▶ [WHAT IS EXPECTED]
Somewhere below is a line with "repository aa0d59df14925c8c" and, later, a line with "tile. Never overshoots."; repeat those two lines and all the lines between them, exactly as they are.

▶ [RECORDS PROVIDED]
BEGIN
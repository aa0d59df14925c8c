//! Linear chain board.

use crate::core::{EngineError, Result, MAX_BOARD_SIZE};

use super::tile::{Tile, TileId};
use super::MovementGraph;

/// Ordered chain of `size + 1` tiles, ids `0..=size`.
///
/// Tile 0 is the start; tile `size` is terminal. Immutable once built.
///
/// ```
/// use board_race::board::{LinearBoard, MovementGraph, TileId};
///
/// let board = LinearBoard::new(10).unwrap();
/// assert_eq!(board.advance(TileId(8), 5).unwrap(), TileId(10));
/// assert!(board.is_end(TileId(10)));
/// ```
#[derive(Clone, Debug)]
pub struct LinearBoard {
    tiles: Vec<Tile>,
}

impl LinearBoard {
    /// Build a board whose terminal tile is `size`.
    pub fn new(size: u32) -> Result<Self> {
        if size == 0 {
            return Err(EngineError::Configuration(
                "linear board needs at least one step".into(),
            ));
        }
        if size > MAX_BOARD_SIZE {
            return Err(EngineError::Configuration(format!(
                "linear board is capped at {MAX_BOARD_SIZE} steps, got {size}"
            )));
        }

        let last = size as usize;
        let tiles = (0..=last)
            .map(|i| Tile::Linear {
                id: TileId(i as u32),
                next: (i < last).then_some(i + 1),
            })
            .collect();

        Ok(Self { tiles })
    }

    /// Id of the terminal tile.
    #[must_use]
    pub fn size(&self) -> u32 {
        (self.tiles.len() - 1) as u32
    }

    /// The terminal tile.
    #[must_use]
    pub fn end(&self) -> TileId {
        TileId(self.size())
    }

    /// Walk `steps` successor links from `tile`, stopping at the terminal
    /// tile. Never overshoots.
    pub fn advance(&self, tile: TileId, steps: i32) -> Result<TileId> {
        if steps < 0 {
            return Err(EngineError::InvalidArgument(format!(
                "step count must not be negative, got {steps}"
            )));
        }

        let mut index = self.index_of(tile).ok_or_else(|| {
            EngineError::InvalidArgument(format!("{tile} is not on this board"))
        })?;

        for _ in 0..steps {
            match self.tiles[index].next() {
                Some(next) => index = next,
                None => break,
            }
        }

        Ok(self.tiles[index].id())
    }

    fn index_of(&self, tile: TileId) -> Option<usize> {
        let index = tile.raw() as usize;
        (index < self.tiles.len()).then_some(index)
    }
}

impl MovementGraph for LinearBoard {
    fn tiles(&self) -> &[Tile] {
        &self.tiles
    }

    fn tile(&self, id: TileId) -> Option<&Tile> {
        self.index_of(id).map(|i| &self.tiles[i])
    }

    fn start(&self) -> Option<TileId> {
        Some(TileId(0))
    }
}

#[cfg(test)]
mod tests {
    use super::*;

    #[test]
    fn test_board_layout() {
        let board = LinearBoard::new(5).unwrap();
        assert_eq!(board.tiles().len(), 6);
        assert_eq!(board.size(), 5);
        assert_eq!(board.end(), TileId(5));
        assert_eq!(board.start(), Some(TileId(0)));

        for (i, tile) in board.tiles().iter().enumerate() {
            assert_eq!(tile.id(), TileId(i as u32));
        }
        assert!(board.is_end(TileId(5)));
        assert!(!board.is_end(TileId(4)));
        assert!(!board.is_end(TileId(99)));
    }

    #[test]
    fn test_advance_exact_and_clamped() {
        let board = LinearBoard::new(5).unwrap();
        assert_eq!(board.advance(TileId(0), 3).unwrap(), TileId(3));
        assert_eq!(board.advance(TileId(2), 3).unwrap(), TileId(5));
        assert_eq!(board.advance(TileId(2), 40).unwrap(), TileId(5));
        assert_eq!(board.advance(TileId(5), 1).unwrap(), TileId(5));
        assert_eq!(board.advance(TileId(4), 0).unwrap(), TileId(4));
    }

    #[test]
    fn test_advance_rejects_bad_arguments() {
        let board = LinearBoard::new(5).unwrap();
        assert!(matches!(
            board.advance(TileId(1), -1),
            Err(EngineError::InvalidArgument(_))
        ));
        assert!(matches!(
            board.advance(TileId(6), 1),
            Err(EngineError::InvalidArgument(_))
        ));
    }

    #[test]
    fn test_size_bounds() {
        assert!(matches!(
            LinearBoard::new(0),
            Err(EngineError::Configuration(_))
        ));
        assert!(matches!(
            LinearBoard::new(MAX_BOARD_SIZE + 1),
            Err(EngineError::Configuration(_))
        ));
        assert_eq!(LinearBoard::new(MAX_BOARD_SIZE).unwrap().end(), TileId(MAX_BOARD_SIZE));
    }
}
END
BEGIN
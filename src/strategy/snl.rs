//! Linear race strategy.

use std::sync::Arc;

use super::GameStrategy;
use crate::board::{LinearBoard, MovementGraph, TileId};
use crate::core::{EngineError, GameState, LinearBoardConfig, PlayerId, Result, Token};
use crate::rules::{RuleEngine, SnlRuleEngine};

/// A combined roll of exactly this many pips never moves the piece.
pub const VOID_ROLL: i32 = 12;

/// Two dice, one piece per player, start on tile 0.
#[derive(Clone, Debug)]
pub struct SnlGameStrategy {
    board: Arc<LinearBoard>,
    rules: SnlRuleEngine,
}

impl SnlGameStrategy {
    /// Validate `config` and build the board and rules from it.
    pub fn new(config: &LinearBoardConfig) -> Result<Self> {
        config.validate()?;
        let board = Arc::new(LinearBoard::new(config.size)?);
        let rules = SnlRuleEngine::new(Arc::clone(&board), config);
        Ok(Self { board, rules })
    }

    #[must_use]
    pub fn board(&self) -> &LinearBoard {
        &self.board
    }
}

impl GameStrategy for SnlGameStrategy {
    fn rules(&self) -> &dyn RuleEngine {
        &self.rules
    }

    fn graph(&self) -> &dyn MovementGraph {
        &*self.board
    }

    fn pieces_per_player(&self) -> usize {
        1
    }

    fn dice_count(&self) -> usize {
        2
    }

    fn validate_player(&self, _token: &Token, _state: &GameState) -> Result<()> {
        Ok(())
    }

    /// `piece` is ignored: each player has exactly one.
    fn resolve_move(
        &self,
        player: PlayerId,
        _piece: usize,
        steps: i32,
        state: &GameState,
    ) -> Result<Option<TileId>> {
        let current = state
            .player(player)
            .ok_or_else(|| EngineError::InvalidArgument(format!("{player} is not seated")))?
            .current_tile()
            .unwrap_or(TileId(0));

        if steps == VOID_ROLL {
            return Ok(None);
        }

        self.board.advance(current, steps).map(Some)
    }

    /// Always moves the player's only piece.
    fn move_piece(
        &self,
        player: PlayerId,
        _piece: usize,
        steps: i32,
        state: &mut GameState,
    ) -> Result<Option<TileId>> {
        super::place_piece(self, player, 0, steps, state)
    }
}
END
▶ [OUTPUT BELOW]
repository aa0d59df14925c8c
//! Linear chain board.

use crate::core::{EngineError, Result, MAX_BOARD_SIZE};

use super::tile::{Tile, TileId};
use super::MovementGraph;

/// Ordered chain of `size + 1` tiles, ids `0..=size`.
///
/// Tile 0 is the start; tile `size` is terminal. Immutable once built.
///
/// ```
/// use board_race::board::{LinearBoard, MovementGraph, TileId};
///
/// let board = LinearBoard::new(10).unwrap();
/// assert_eq!(board.advance(TileId(8), 5).unwrap(), TileId(10));
/// assert!(board.is_end(TileId(10)));
/// ```
#[derive(Clone, Debug)]
pub struct LinearBoard {
    tiles: Vec<Tile>,
}

impl LinearBoard {
    /// Build a board whose terminal tile is `size`.
    pub fn new(size: u32) -> Result<Self> {
        if size == 0 {
            return Err(EngineError::Configuration(
                "linear board needs at least one step".into(),
            ));
        }
        if size > MAX_BOARD_SIZE {
            return Err(EngineError::Configuration(format!(
                "linear board is capped at {MAX_BOARD_SIZE} steps, got {size}"
            )));
        }

        let last = size as usize;
        let tiles = (0..=last)
            .map(|i| Tile::Linear {
                id: TileId(i as u32),
                next: (i < last).then_some(i + 1),
            })
            .collect();

        Ok(Self { tiles })
    }

    /// Id of the terminal tile.
    #[must_use]
    pub fn size(&self) -> u32 {
        (self.tiles.len() - 1) as u32
    }

    /// The terminal tile.
    #[must_use]
    pub fn end(&self) -> TileId {
        TileId(self.size())
    }

    /// Walk `steps` successor links from `tile`, stopping at the terminal
    /// tile. Never overshoots.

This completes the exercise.